A financial consultant at Fidelity, Ellen O'Connell, CFP® recently answered one of your money questions.
I've been saving some money from every paycheck and my balance is getting big. I know my money could be earning more than what I get in my savings account, but I am concerned about recent market ups and downs (plus I like the safety of cash). What are my options?
First, let me say, I applaud you for making saving a priority! Fidelity research tells us that it's one of the ways women reduce their stress about money—specifically, having an emergency fund of at least 6 months and aiming to save 15% of their income in a retirement account (this includes employer contributions).
We often think that money in the bank is "safe" since most banks offer FDIC insurance up to $250,000*, but what many people fail to consider is inflation risk. Keeping large amounts of money in the bank may feel like the safest option, but that money can lose value over time. With average savings account rates at .09% and inflation rates at 1.8%, that money isn't keeping up with inflation. So, $1,000 you have today won't buy you the same amount of goods or services 5 or 10 years from now. And who wants to lose purchasing power?

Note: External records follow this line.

//! Token set issued by the authorization-code and refresh grants.

// self
use crate::{_prelude::*, auth::TokenSecret};

/// Tokens currently held by a [`MeliClient`](crate::client::MeliClient).
#[derive(Clone, Serialize, Deserialize)]
pub struct TokenSet {
	/// Bearer token attached to API calls.
	pub access_token: TokenSecret,
	/// Refresh token, present when the application has offline access.
	pub refresh_token: Option<TokenSecret>,
	/// Numeric identifier of the user who granted access, when reported.
	pub user_id: Option<u64>,
	/// Space-delimited scopes reported by the token endpoint.
	pub scope: Option<String>,
	/// Instant the tokens were received.
	pub issued_at: OffsetDateTime,
	/// Access token expiry, when the endpoint reported `expires_in`.
	pub expires_at: Option<OffsetDateTime>,
}
impl TokenSet {
	/// Creates a set from raw token strings with no expiry metadata.
	pub fn new(access_token: impl Into<String>, refresh_token: Option<String>) -> Self {
		Self {
			access_token: TokenSecret::new(access_token),
			refresh_token: refresh_token.map(TokenSecret::new),
			user_id: None,
			scope: None,
			issued_at: OffsetDateTime::now_utc(),
			expires_at: None,
		}
	}

	/// Returns `true` when a refresh token is held.
	pub fn can_refresh(&self) -> bool {
		self.refresh_token.as_ref().is_some_and(|secret| !secret.is_blank())
	}

	/// Returns `true` when the access token is past its expiry at `instant`.
	///
	/// Sets without a known expiry never report as expired.
	pub fn is_expired_at(&self, instant: OffsetDateTime) -> bool {
		self.expires_at.is_some_and(|expires_at| instant >= expires_at)
	}

	/// Returns `true` when the access token is past its expiry now.
	pub fn is_expired(&self) -> bool {
		self.is_expired_at(OffsetDateTime::now_utc())
	}

	/// Keeps the previous refresh token when the new set arrived without one.
	pub(crate) fn inherit_refresh(mut self, previous: Option<&TokenSet>) -> Self {
		if self.refresh_token.is_none() {
			self.refresh_token = previous.and_then(|set| set.refresh_token.clone());
		}

		self
	}
}
impl Debug for TokenSet {
	fn fmt(&self, f: &mut Formatter) -> FmtResult {
		f.debug_struct("TokenSet")
			.field("access_token", &"<redacted>")
			.field("refresh_token", &self.refresh_token.as_ref().map(|_| "<redacted>"))
			.field("user_id", &self.user_id)
			.field("scope", &self.scope)
			.field("issued_at", &self.issued_at)
			.field("expires_at", &self.expires_at)
			.finish()
	}
}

To start, I'd think about designating the money you've saved so far for a specific purpose. Figure out how much you need to fill up your emergency savings bucket (a good rule of thumb is 3 to 6 months of essential expenses for things like food and housing) and consider investing that into a high-yield money market account that is separate from the rest of your money. With a money market fund, you won’t have FDIC insurance, but if you buy a government fund, the underlying securities are backed by the full faith and credit of the US government. Money market funds also provide easy access to cash for emergencies.
Next think about other short-term needs (less than 5 years), like next year's vacation or maybe that new car you want to buy in 3 years. Knowing what you want to do with the money and when will help you decide where to keep it. Besides money market funds, you might consider CDs, short duration bonds, and short duration bond funds.
For your longer-term goals (5+ years), a smart way to help put your money to work is to invest in a combination of stocks and bonds. Successful investing is about time in the market—not trying to time when to go in or out. When you invest for goals that are 5+ years out, you can benefit from compounding potential. As savings earn a return, the returns are added to the original amount. As those returns begin to earn returns of their own, your savings can snowball. Over a long period of time, compounding returns could do a lot of the heavy lifting for you.
By assigning a goal to those non-emergency fund dollars you've saved, it will help you decide what to do with them. The key is to build a plan that's appropriate for your situation—that means understanding your goals, time frame, and tolerance for the ups and downs of the market.
Ellen O'Connell is a financial consultant at Fidelity's Investor Center on Congress Street in Boston. Throughout her 20 years with Fidelity, Ellen has helped clients develop actionable financial plans to achieve their individual goals and improve their financial wellbeing. Most recently, Ellen worked on the women investors squad, focusing on empowering women to become more engaged with their finances.
Ellen holds a bachelor of science in business administration from Merrimack College and is a Certified Financial Planner®.